Look for "calls" in the records and copy every line that has it.

»»

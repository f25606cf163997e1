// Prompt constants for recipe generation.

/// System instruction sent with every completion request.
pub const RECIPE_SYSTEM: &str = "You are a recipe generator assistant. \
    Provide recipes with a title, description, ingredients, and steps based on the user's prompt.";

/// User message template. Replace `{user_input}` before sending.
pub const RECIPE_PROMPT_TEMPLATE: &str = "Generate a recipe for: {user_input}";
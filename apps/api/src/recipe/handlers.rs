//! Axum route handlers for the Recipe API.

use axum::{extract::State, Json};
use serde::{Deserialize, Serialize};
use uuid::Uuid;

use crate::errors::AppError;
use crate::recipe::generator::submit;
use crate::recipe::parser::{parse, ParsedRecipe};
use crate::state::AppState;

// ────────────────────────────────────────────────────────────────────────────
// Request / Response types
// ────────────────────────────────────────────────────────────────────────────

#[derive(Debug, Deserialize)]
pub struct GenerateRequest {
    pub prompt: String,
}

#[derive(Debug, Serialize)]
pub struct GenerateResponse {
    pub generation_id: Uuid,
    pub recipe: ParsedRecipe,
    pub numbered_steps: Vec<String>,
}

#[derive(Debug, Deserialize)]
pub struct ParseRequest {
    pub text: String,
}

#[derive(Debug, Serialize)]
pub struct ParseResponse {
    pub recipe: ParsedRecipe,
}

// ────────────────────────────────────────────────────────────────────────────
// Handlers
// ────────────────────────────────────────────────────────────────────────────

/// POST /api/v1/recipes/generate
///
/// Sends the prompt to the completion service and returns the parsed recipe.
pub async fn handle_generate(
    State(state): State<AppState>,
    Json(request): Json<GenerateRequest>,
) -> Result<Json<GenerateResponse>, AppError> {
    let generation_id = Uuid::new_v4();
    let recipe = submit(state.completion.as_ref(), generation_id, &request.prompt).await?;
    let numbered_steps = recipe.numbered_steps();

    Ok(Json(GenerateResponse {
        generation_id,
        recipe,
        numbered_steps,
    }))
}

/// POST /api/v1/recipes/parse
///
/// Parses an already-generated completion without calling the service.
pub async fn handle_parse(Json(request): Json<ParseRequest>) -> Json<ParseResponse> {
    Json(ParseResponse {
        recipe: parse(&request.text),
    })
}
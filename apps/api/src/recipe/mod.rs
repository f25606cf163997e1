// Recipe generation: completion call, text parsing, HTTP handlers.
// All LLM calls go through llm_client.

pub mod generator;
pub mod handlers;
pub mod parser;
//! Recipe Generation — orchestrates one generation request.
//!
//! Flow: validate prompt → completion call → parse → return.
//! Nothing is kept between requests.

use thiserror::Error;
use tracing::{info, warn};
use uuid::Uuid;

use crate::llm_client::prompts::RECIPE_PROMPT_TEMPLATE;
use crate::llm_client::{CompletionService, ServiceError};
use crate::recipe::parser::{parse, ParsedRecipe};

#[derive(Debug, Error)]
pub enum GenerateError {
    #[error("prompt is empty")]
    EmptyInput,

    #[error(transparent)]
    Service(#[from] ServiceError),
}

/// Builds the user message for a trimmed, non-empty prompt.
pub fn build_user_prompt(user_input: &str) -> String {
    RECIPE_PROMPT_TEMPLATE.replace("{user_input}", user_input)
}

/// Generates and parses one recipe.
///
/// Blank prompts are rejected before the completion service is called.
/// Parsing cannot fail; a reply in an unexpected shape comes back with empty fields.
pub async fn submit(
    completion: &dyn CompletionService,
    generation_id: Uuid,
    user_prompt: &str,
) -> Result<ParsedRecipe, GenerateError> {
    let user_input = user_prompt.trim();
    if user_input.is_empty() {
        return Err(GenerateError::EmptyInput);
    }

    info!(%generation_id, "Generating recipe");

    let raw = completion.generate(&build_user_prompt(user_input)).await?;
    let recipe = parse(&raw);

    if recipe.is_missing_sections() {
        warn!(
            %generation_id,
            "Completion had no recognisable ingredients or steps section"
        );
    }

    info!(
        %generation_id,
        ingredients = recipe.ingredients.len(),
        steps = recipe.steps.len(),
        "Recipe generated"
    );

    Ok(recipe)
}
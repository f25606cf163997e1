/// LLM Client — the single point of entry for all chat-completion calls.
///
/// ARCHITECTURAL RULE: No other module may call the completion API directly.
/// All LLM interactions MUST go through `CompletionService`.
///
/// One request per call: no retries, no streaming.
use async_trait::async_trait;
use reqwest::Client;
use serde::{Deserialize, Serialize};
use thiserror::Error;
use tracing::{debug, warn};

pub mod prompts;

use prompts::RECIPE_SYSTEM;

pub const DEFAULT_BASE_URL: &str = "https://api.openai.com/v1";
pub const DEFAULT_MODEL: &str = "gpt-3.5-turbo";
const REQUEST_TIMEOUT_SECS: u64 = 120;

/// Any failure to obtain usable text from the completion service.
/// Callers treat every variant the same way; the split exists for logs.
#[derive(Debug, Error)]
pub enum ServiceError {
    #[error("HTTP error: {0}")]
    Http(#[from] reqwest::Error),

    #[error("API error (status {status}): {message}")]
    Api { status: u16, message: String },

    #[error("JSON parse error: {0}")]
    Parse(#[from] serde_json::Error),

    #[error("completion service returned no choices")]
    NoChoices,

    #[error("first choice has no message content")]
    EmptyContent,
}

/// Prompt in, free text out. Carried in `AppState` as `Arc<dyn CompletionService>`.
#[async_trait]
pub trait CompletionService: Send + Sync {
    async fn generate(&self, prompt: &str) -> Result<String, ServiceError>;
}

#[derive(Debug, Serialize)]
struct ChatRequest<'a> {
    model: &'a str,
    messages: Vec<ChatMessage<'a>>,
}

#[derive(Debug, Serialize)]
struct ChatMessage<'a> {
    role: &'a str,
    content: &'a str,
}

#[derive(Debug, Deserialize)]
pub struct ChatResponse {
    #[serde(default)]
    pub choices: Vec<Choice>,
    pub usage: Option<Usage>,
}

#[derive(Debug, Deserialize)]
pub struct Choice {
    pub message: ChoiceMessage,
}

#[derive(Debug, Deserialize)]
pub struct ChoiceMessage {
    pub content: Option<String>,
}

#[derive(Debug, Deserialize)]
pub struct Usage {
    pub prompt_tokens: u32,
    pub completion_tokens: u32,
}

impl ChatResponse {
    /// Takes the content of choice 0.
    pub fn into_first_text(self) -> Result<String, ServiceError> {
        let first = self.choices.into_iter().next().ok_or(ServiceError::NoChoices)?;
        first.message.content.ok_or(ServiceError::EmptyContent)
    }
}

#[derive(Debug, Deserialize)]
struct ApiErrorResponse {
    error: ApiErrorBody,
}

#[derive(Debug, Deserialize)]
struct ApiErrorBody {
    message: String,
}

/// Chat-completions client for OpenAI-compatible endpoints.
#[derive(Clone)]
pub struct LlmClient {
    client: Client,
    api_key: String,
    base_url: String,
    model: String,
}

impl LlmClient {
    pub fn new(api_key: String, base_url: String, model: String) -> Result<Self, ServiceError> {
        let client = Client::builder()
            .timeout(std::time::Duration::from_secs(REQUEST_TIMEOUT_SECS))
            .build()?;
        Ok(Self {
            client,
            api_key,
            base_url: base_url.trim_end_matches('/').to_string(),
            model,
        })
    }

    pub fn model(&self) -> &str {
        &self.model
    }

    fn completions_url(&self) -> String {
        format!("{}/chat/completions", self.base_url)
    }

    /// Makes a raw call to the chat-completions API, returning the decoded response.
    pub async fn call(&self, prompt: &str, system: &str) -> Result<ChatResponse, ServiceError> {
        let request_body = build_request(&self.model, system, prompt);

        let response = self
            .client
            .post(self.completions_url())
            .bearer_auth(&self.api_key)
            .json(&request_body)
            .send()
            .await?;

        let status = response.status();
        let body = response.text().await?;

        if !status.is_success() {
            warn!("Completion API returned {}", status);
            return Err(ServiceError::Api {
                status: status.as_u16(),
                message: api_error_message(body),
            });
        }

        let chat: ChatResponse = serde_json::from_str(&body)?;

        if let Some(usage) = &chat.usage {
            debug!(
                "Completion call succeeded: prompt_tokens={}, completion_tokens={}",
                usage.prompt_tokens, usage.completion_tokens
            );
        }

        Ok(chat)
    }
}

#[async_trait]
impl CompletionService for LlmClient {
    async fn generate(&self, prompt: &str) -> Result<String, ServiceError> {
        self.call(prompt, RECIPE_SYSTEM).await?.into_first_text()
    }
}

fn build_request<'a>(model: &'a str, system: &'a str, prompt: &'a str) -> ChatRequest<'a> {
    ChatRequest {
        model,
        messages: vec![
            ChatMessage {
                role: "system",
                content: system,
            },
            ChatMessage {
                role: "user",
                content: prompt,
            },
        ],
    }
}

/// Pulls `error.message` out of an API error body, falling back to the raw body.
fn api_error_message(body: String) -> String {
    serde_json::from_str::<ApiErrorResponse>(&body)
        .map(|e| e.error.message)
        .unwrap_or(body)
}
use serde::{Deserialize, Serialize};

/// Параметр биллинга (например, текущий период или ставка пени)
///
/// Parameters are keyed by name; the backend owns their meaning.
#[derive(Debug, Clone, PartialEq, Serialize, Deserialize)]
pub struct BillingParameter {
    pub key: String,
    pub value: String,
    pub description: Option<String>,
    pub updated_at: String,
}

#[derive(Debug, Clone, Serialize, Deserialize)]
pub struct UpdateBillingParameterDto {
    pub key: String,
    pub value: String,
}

««

▸ RESPONSE AREA:
// All LLM calls go through llm_client.
/// LLM Client — the single point of entry for all chat-completion calls.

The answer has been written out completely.